(Dataset entries)
***

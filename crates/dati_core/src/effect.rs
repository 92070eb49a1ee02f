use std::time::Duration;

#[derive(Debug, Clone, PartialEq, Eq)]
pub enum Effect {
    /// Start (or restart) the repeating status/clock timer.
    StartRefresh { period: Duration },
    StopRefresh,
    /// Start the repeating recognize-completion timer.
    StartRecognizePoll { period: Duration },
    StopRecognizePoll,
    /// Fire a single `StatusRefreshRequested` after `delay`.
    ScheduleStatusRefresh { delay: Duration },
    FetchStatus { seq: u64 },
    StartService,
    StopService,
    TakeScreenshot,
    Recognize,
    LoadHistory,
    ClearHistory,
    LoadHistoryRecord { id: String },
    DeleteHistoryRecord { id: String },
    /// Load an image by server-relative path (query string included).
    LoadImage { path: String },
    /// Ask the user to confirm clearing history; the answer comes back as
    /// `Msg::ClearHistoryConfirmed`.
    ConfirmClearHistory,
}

***

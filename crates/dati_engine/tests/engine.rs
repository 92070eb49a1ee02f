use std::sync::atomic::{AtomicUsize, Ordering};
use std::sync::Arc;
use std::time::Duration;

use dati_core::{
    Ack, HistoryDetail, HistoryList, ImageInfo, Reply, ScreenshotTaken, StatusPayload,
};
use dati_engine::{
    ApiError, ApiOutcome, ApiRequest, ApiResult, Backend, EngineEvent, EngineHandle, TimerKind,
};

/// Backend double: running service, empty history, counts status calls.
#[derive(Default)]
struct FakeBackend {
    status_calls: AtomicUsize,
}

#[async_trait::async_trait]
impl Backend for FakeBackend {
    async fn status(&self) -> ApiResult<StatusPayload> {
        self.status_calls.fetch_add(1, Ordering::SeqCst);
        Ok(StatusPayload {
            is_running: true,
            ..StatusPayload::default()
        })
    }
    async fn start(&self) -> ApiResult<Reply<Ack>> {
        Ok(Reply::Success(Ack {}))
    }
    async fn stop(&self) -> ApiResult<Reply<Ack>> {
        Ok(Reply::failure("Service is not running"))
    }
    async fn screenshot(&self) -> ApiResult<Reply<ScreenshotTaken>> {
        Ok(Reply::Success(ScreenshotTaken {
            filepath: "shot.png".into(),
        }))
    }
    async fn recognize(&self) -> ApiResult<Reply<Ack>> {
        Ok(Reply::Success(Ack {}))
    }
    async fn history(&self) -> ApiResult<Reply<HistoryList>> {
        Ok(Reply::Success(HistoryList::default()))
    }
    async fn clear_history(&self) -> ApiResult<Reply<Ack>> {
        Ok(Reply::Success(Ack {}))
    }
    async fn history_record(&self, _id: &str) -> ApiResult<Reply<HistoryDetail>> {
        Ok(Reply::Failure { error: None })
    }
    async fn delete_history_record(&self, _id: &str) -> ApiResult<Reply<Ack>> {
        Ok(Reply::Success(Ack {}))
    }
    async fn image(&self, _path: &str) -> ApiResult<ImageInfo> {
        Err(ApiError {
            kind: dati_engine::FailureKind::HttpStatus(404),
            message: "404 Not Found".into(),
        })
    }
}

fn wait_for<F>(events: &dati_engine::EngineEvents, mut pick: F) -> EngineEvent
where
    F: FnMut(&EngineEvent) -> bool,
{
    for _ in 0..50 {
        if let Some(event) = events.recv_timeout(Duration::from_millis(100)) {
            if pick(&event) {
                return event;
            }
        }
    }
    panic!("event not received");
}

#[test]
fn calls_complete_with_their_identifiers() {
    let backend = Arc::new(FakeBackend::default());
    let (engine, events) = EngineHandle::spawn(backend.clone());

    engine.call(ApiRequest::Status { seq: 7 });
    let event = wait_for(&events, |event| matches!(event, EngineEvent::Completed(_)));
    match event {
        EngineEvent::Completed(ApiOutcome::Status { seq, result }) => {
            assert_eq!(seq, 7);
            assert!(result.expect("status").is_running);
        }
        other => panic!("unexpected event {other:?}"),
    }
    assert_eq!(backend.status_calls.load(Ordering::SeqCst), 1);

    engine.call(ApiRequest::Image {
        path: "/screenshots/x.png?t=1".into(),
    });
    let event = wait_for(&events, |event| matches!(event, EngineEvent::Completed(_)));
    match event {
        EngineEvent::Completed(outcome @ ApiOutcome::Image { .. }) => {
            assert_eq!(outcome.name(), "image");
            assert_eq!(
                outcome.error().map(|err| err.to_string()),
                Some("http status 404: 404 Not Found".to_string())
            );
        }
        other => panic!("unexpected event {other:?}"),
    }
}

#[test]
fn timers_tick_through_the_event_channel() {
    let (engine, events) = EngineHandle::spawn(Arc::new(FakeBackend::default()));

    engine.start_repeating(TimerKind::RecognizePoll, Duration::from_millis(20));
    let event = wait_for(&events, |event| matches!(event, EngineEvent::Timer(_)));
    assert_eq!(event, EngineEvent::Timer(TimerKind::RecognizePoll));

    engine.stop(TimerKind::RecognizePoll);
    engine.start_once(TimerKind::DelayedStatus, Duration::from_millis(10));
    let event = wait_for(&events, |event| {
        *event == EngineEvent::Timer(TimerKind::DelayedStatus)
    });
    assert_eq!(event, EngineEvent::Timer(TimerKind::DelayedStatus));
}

***

REQUIREMENT:
Please tally the lines of the entries that contain the string "ApiRequest" and reply with the count alone.

EXERCISE RESPONSE:
3